¿Son obsoletos los congresos?

Hasta hace una década compartir ideas o proyectos con un colega de otra institución, o peor aún, de otras ciudades o países, era algo que debía hacerse por el servicio postal tradicional. En el mejor de los casos, resultaba laborioso e impráctico. Las alternativas institucionales para este problema fueron y siguen siendo los coloquios y congresos donde todos nos reunimos una o dos veces al año. Sin embargo, estas reuniones –sobre todo los grandes eventos masivos- son notoriamente ineficientes para su fin explícito. Hay algo decididamente ilógico en la idea de congregar en dos o tres días a decenas o cientos de personas, con varias mesas simultáneas que hacen imposible asistir a todas las ponencias que parecen interesantes. Y creo que todos los colegas habrán participado o asistido a muchas mesas donde hay más personas entre los ponentes y comentaristas que en el público, o donde el saludable propósito de discutir las ponencias presentadas se convierte en algo puramente declarativo. Del punto de vista académico, la enorme inversión en tiempo y en recursos que se requiere para organizar un congreso pocas veces justifica los resultados obtenidos.

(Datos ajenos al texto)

//! The filter contract.
//!
//! A filter wraps action execution. It runs when the chain reaches it and
//! decides whether execution continues by calling [`FilterChain::run`]
//! again. The default [`Filter::apply`] does the common thing:
//!
//! ```text
//! pre_filter() == true  →  chain.run()  →  post_filter()
//! pre_filter() == false →  stop (silently; nothing later runs)
//! ```
//!
//! Because every filter calls into the rest of the chain from inside its own
//! `apply`, post-filters run in reverse order of pre-filters.
//!
//! There are two kinds of filters:
//!
//! - [`InlineFilter`]: a named filter method registered in the controller's
//!   [`Methods`] table. The method receives the chain and must call
//!   `chain.run(params)` itself if the action should execute.
//! - Object filters: any type implementing [`Filter`], usually built by the
//!   [`ObjectFactory`](crate::ObjectFactory) from a structured declaration.

use std::fmt;

use crate::chain::FilterChain;
use crate::controller::{Controller, FilterFn, Methods};
use crate::error::{ConfigError, DispatchResult};
use crate::params::Params;

/// A unit of pre/post logic around an action.
pub trait Filter<C: Controller> {
    /// Name used in logs.
    fn name(&self) -> &str {
        std::any::type_name::<Self>()
    }

    /// Called once after construction and property application, before the
    /// filter joins a chain.
    fn init(&mut self) -> Result<(), ConfigError> {
        Ok(())
    }

    /// Performs the filtering.
    ///
    /// Implementations that override this must call `chain.run(params)` if
    /// the action should execute.
    fn apply(&mut self, chain: &mut FilterChain<'_, C>, params: &Params) -> DispatchResult {
        if self.pre_filter(chain) {
            chain.run(params)?;
            self.post_filter(chain);
        }
        Ok(())
    }

    /// Runs before the rest of the chain. Returning false halts the chain.
    fn pre_filter(&mut self, _chain: &mut FilterChain<'_, C>) -> bool {
        true
    }

    /// Runs after the rest of the chain (and the action) completed.
    fn post_filter(&mut self, _chain: &mut FilterChain<'_, C>) {}
}

/// A filter backed by a controller filter method.
pub struct InlineFilter<C: Controller> {
    name: String,
    method: FilterFn<C>,
}

impl<C: Controller> InlineFilter<C> {
    /// Looks up the filter method `name` in the controller's method table.
    ///
    /// Fails with [`ConfigError::InvalidFilterMethod`] if there is none.
    pub fn create(
        methods: &Methods<C>,
        controller_id: &str,
        name: &str,
    ) -> Result<Self, ConfigError> {
        match methods.find_filter(name) {
            Some(method) => Ok(Self {
                name: name.to_string(),
                method: method.clone(),
            }),
            None => Err(ConfigError::InvalidFilterMethod {
                filter: name.to_string(),
                controller: controller_id.to_string(),
            }),
        }
    }
}

impl<C: Controller> Filter<C> for InlineFilter<C> {
    fn name(&self) -> &str {
        &self.name
    }

    fn apply(&mut self, chain: &mut FilterChain<'_, C>, params: &Params) -> DispatchResult {
        (self.method)(chain, params)
    }
}

impl<C: Controller> fmt::Debug for InlineFilter<C> {
    fn fmt(&self, f: &mut fmt::Formatter<'_>) -> fmt::Result {
        f.debug_struct("InlineFilter")
            .field("name", &self.name)
            .finish_non_exhaustive()
    }
}

type PreFn<C> = Box<dyn FnMut(&mut FilterChain<'_, C>) -> bool>;
type PostFn<C> = Box<dyn FnMut(&mut FilterChain<'_, C>)>;

/// A filter built from closures.
///
/// # Example
///
/// ```rust,ignore
/// let audit = FnFilter::new("audit")
///     .pre(|chain| chain.controller().is_authenticated())
///     .post(|chain| chain.output_mut().push_str("<!-- audited -->"));
/// ```
pub struct FnFilter<C: Controller> {
    name: String,
    pre: Option<PreFn<C>>,
    post: Option<PostFn<C>>,
}

impl<C: Controller> FnFilter<C> {
    /// Creates a filter that passes everything through.
    pub fn new(name: impl Into<String>) -> Self {
        Self {
            name: name.into(),
            pre: None,
            post: None,
        }
    }

    /// Sets the pre-filter.
    pub fn pre<F>(mut self, f: F) -> Self
    where
        F: FnMut(&mut FilterChain<'_, C>) -> bool + 'static,
    {
        self.pre = Some(Box::new(f));
        self
    }

    /// Sets the post-filter.
    pub fn post<F>(mut self, f: F) -> Self
    where
        F: FnMut(&mut FilterChain<'_, C>) + 'static,
    {
        self.post = Some(Box::new(f));
        self
    }
}

impl<C: Controller> Filter<C> for FnFilter<C> {
    fn name(&self) -> &str {
        &self.name
    }

    fn pre_filter(&mut self, chain: &mut FilterChain<'_, C>) -> bool {
        match &mut self.pre {
            Some(pre) => pre(chain),
            None => true,
        }
    }

    fn post_filter(&mut self, chain: &mut FilterChain<'_, C>) {
        if let Some(post) = &mut self.post {
            post(chain);
        }
    }
}

impl<C: Controller> fmt::Debug for FnFilter<C> {
    fn fmt(&self, f: &mut fmt::Formatter<'_>) -> fmt::Result {
        f.debug_struct("FnFilter")
            .field("name", &self.name)
            .field("has_pre", &self.pre.is_some())
            .field("has_post", &self.post.is_some())
            .finish()
    }
}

En realidad, del punto de vista puramente técnico las razones para mantener este tipo de reuniones están llegando a su extinción. Hoy es perfectamente posible colocar los avances de investigación en una “página” WWW y establecer un sistema que permita obtener los comentarios de los lectores; o bien convocar a varios investigadores una “tele discusión en tiempo real” que para efectos prácticos cumple con todos los requerimientos de una reunión “física”. Ya es posible incluso contar con la imagen y voz “en vivo” de buena calidad, sin movernos de nuestros domicilios y oficinas.

 

Desde luego, los congresos no van a desaparecer porque cumplen con varias funciones secundarias. Es un lugar común decir que las discusiones e intercambios más interesantes tienen lugar después de las mesas de discusión, aunque esto es algo variable y difícil de evaluar. También existen elementos de sociabilidad académica, de reforzamiento de identidades colectivas y de reparto de honores e influencias que, a pesar de lo que a veces pareciera, tienen su importancia y utilidad. Todo esto está muy bien, pero diríase que ya parece impostergable una re-evaluación y una re-configuración de estas reuniones masivas para atender las nuevas posibilidades de comunicación y discusión.